OK, I think that we are already doing all that is needed in argus to report on
suspicion of infrastructure loss.  I have written about this for many years, and
I'm glad that we're talking about this topic now.  We have done so much work
to make sure that we're pretty accurate in reporting loss, and many have put
Argus through the ringer on this.  (if you think you see a bug in simply reporting
loss, please send to the list a packet trace that demonstrates that, and I'll fix
it).  If Argus is doing a good job estimating loss, then we're talking about only
adding another metric to differentiate unobserved traffic vs loss, based on
your criteria.

So, lets talk about how we can estimate the amount of unobserved  traffic.   TCP
provides you with a number of possibilities for knowing what the offered load is/was,
i.e. the amount of traffic that was actually transmitted.  The most reliable is the total
number of bytes.  This is derived by differencing the closing sequence number
and the initial base sequence number, adjusting for rollover.  This is an excellent
number, as it tells you the exact number of bytes reliably transmitted (Br).

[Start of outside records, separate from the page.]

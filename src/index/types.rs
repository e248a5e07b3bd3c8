//! Index Data Model
//!
//! Records returned by an index service. Every kind is a closed enum; text that
//! does not name a known kind is rejected when parsed instead of being carried
//! through as an opaque string.
//!
//! @module index/types

use bitflags::bitflags;
use serde::{Deserialize, Serialize};
use std::fmt;
use std::str::FromStr;

use crate::core::error::Error;

// =============================================================================
// SIGNATURE
// =============================================================================

/// Canonical identifier of one symbol in the index.
///
/// Opaque: equality is exact string equality and nothing in the core parses
/// a signature except through `xrefs::patterns`.
#[derive(Debug, Clone, PartialEq, Eq, Hash, PartialOrd, Ord, Serialize, Deserialize)]
#[serde(transparent)]
pub struct Signature(String);

impl Signature {
    pub fn new(value: impl Into<String>) -> Self {
        Self(value.into())
    }

    pub fn as_str(&self) -> &str {
        &self.0
    }

    pub fn is_empty(&self) -> bool {
        self.0.is_empty()
    }
}

impl fmt::Display for Signature {
    fn fmt(&self, f: &mut fmt::Formatter<'_>) -> fmt::Result {
        f.write_str(&self.0)
    }
}

impl From<&str> for Signature {
    fn from(value: &str) -> Self {
        Self(value.to_string())
    }
}

impl From<String> for Signature {
    fn from(value: String) -> Self {
        Self(value)
    }
}

impl AsRef<str> for Signature {
    fn as_ref(&self) -> &str {
        &self.0
    }
}

// =============================================================================
// LOCATIONS
// =============================================================================

/// A position in an indexed file. Lines are 1-based, columns 0-based.
#[derive(Debug, Clone, PartialEq, Eq, Hash, Serialize, Deserialize)]
pub struct SourceLocation {
    pub file: String,
    pub line: u32,
    pub column: u32,
}

impl SourceLocation {
    pub fn new(file: impl Into<String>, line: u32, column: u32) -> Self {
        Self {
            file: file.into(),
            line,
            column,
        }
    }
}

impl fmt::Display for SourceLocation {
    fn fmt(&self, f: &mut fmt::Formatter<'_>) -> fmt::Result {
        write!(f, "{}:{}:{}", self.file, self.line, self.column)
    }
}

/// Text range covered by an annotation
#[derive(Debug, Clone, Copy, PartialEq, Eq, Hash, Default, Serialize, Deserialize)]
pub struct LineRange {
    pub start_line: u32,
    pub start_column: u32,
    pub end_line: u32,
    pub end_column: u32,
}

impl LineRange {
    pub fn new(start_line: u32, start_column: u32, end_line: u32, end_column: u32) -> Self {
        Self {
            start_line,
            start_column,
            end_line,
            end_column,
        }
    }

    /// Single-line range
    pub fn on_line(line: u32, start_column: u32, end_column: u32) -> Self {
        Self::new(line, start_column, line, end_column)
    }

    /// Check whether `(line, column)` falls inside the range (end exclusive)
    pub fn contains(&self, line: u32, column: u32) -> bool {
        let after_start = (line, column) >= (self.start_line, self.start_column);
        let before_end = (line, column) < (self.end_line, self.end_column);
        after_start && before_end
    }

    /// Start position as a sortable pair
    pub fn start(&self) -> (u32, u32) {
        (self.start_line, self.start_column)
    }
}

// =============================================================================
// ANNOTATIONS
// =============================================================================

/// Classification of an annotation
#[derive(Debug, Clone, Copy, PartialEq, Eq, Hash, Serialize, Deserialize)]
#[serde(rename_all = "snake_case")]
pub enum AnnotationKind {
    /// Free function definition or declaration
    Function,
    /// Member function, constructor or destructor
    Method,
    /// Constant or enumerator
    Constant,
    /// Typedef / using alias
    TypeAlias,
    /// Class, struct, union or enum
    Type,
    /// Variable or field
    Variable,
    /// Plain cross-reference link without a symbol kind
    Link,
}

impl AnnotationKind {
    /// Kinds whose annotations open a function body
    pub fn is_callable(&self) -> bool {
        matches!(self, AnnotationKind::Function | AnnotationKind::Method)
    }

    pub fn as_str(&self) -> &'static str {
        match self {
            AnnotationKind::Function => "function",
            AnnotationKind::Method => "method",
            AnnotationKind::Constant => "constant",
            AnnotationKind::TypeAlias => "type_alias",
            AnnotationKind::Type => "type",
            AnnotationKind::Variable => "variable",
            AnnotationKind::Link => "link",
        }
    }
}

impl FromStr for AnnotationKind {
    type Err = Error;

    fn from_str(s: &str) -> Result<Self, Self::Err> {
        match s.to_ascii_lowercase().as_str() {
            "function" => Ok(Self::Function),
            "method" | "constructor" | "destructor" => Ok(Self::Method),
            "constant" | "enum_constant" | "enumerator" => Ok(Self::Constant),
            "type_alias" | "typedef" => Ok(Self::TypeAlias),
            "type" | "class" | "struct" | "union" | "enum" => Ok(Self::Type),
            "variable" | "field" => Ok(Self::Variable),
            "link" => Ok(Self::Link),
            _ => Err(Error::UnknownAnnotationKind {
                kind: s.to_string(),
            }),
        }
    }
}

impl fmt::Display for AnnotationKind {
    fn fmt(&self, f: &mut fmt::Formatter<'_>) -> fmt::Result {
        f.write_str(self.as_str())
    }
}

/// Index-provided fact attached to a range of a file
#[derive(Debug, Clone, PartialEq, Eq, Serialize, Deserialize)]
pub struct Annotation {
    pub kind: AnnotationKind,
    #[serde(skip_serializing_if = "Option::is_none")]
    pub signature: Option<Signature>,
    pub range: LineRange,
    /// Source text covered by the range, as reported by the index
    #[serde(default)]
    pub text: String,
}

impl Annotation {
    pub fn new(kind: AnnotationKind, signature: Option<Signature>, range: LineRange) -> Self {
        Self {
            kind,
            signature,
            range,
            text: String::new(),
        }
    }

    pub fn with_text(mut self, text: impl Into<String>) -> Self {
        self.text = text.into();
        self
    }

    pub fn start_line(&self) -> u32 {
        self.range.start_line
    }
}

// =============================================================================
// EDGES
// =============================================================================

/// Relationship between a signature and an occurrence
#[derive(Debug, Clone, Copy, PartialEq, Eq, Hash, PartialOrd, Ord, Serialize, Deserialize)]
#[serde(rename_all = "SCREAMING_SNAKE_CASE")]
pub enum EdgeKind {
    Definition,
    Declaration,
    Overrides,
    OverriddenBy,
    Reference,
}

impl EdgeKind {
    pub fn as_str(&self) -> &'static str {
        match self {
            EdgeKind::Definition => "DEFINITION",
            EdgeKind::Declaration => "DECLARATION",
            EdgeKind::Overrides => "OVERRIDES",
            EdgeKind::OverriddenBy => "OVERRIDDEN_BY",
            EdgeKind::Reference => "REFERENCE",
        }
    }
}

impl FromStr for EdgeKind {
    type Err = Error;

    /// Accepts both the canonical names and the code-search wire names
    fn from_str(s: &str) -> Result<Self, Self::Err> {
        match s {
            "DEFINITION" | "HAS_DEFINITION" => Ok(Self::Definition),
            "DECLARATION" | "HAS_DECLARATION" => Ok(Self::Declaration),
            "OVERRIDES" => Ok(Self::Overrides),
            "OVERRIDDEN_BY" => Ok(Self::OverriddenBy),
            "REFERENCE" | "REFERENCED_AT" => Ok(Self::Reference),
            _ => Err(Error::UnknownEdgeKind {
                kind: s.to_string(),
            }),
        }
    }
}

impl fmt::Display for EdgeKind {
    fn fmt(&self, f: &mut fmt::Formatter<'_>) -> fmt::Result {
        f.write_str(self.as_str())
    }
}

bitflags! {
    /// Set of edge kinds requested from the index
    #[derive(Debug, Clone, Copy, PartialEq, Eq, Hash, Serialize, Deserialize)]
    #[repr(transparent)]
    pub struct EdgeKinds: u8 {
        const DEFINITION = 0b0000_0001;
        const DECLARATION = 0b0000_0010;
        const OVERRIDES = 0b0000_0100;
        const OVERRIDDEN_BY = 0b0000_1000;
        const REFERENCE = 0b0001_0000;
    }
}

impl EdgeKinds {
    /// Everything the xref aggregator asks for
    pub const XREFS: EdgeKinds = EdgeKinds::all();

    pub fn has(&self, kind: EdgeKind) -> bool {
        self.contains(EdgeKinds::from(kind))
    }
}

impl From<EdgeKind> for EdgeKinds {
    fn from(kind: EdgeKind) -> Self {
        match kind {
            EdgeKind::Definition => EdgeKinds::DEFINITION,
            EdgeKind::Declaration => EdgeKinds::DECLARATION,
            EdgeKind::Overrides => EdgeKinds::OVERRIDES,
            EdgeKind::OverriddenBy => EdgeKinds::OVERRIDDEN_BY,
            EdgeKind::Reference => EdgeKinds::REFERENCE,
        }
    }
}

/// A typed occurrence of a signature
#[derive(Debug, Clone, PartialEq, Eq, Hash, PartialOrd, Ord, Serialize, Deserialize)]
pub struct Edge {
    /// Signature the edge was requested for
    pub source: Signature,
    pub kind: EdgeKind,
    pub file: String,
    pub line: u32,
    /// Column of the occurrence, when the index reports one
    #[serde(skip_serializing_if = "Option::is_none")]
    pub column: Option<u32>,
    /// Text of the line holding the occurrence
    pub snippet: String,
    /// Signature at the occurrence, when it differs from `source`
    #[serde(skip_serializing_if = "Option::is_none")]
    pub target: Option<Signature>,
}

impl Edge {
    pub fn new(
        source: impl Into<Signature>,
        kind: EdgeKind,
        file: impl Into<String>,
        line: u32,
        snippet: impl Into<String>,
    ) -> Self {
        Self {
            source: source.into(),
            kind,
            file: file.into(),
            line,
            column: None,
            snippet: snippet.into(),
            target: None,
        }
    }

    pub fn location(&self) -> SourceLocation {
        SourceLocation::new(self.file.clone(), self.line, self.column.unwrap_or(0))
    }

    /// Sort position; an unknown column sorts after everything on its line
    pub fn position(&self) -> (u32, u32) {
        (self.line, self.column.unwrap_or(u32::MAX))
    }
}

// =============================================================================
// CALL GRAPH
// =============================================================================

/// One direct caller as reported by the index call-graph query
#[derive(Debug, Clone, PartialEq, Eq, Serialize, Deserialize)]
pub struct RawCallGraphEntry {
    /// Short name of the calling method
    pub identifier: String,
    /// Signature of the calling method
    pub signature: Signature,
    /// File holding the call site; absent for synthetic call sites
    #[serde(skip_serializing_if = "Option::is_none")]
    pub file_path: Option<String>,
    pub call_site_line: u32,
    pub call_site_column: u32,
    pub snippet_text: String,
    pub display_name: String,
}

impl RawCallGraphEntry {
    pub fn call_site(&self) -> Option<SourceLocation> {
        self.file_path
            .as_ref()
            .map(|file| SourceLocation::new(file.clone(), self.call_site_line, self.call_site_column))
    }
}

#[cfg(test)]
mod tests {
    use super::*;

    #[test]
    fn test_range_contains() {
        let range = LineRange::new(10, 4, 10, 7);
        assert!(range.contains(10, 4));
        assert!(range.contains(10, 6));
        assert!(!range.contains(10, 7));
        assert!(!range.contains(9, 5));
    }

    #[test]
    fn test_edge_kind_wire_names() {
        assert_eq!("REFERENCED_AT".parse::<EdgeKind>().unwrap(), EdgeKind::Reference);
        assert_eq!("HAS_DEFINITION".parse::<EdgeKind>().unwrap(), EdgeKind::Definition);
        assert!(matches!(
            "CALLED_BY".parse::<EdgeKind>(),
            Err(Error::UnknownEdgeKind { .. })
        ));
    }

    #[test]
    fn test_annotation_kind_rejects_unknown() {
        assert_eq!("TYPEDEF".parse::<AnnotationKind>().unwrap(), AnnotationKind::TypeAlias);
        assert!("macro".parse::<AnnotationKind>().is_err());
    }

    #[test]
    fn test_edge_kinds_set() {
        let kinds = EdgeKinds::REFERENCE | EdgeKinds::DEFINITION;
        assert!(kinds.has(EdgeKind::Reference));
        assert!(!kinds.has(EdgeKind::Overrides));
        assert!(EdgeKinds::XREFS.has(EdgeKind::OverriddenBy));
    }

    #[test]
    fn test_edge_position_without_column() {
        let edge = Edge::new("sig", EdgeKind::Reference, "a.cc", 3, "x");
        assert_eq!(edge.position(), (3, u32::MAX));
        assert_eq!(edge.location().column, 0);
    }

    #[test]
    fn test_call_site_requires_file() {
        let mut entry = RawCallGraphEntry {
            identifier: "Caller".to_string(),
            signature: Signature::from("cpp:Caller()"),
            file_path: Some("a.cc".to_string()),
            call_site_line: 12,
            call_site_column: 4,
            snippet_text: String::new(),
            display_name: "Caller()".to_string(),
        };
        assert_eq!(entry.call_site(), Some(SourceLocation::new("a.cc", 12, 4)));

        entry.file_path = None;
        assert_eq!(entry.call_site(), None);
    }
}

Now this is the TCP bytes. Argus tracks this stat, and reports today the TCP bytes
observed (Bo).  This number is the TCP bytes for the all transmitted packets,
original data (Od) and retransmissions (Rb).   If you can compare Od with Br,
you will realize how many bytes you didn't see.  Now how many packets you
didn't see will have to be estimated.

We're already doing this, so if this works for you, I can report the metric in the
next release.

Gaps.  Argus detects TCP gaps today, as a secondary metric to the windowed
out-or-order sequence numbers its trying to calculate.  We don't report the gaps
though,  If you would like Argus to report actual gaps, that is doable, no problem.
With gaps, together with the total sequence bytes transmitted and the real observed
bytes, you can realize I think, the best numbers for estimating unobserved data.

Would this be useful ?  What do you want to call it.

In the absence of TCP selective retransmissions, there is a little complexity to
tracking ACK'd sequence numbers, at high speeds.  As you know, because
ACK's can be lost, dealing with that single exception generates a bit of complexity.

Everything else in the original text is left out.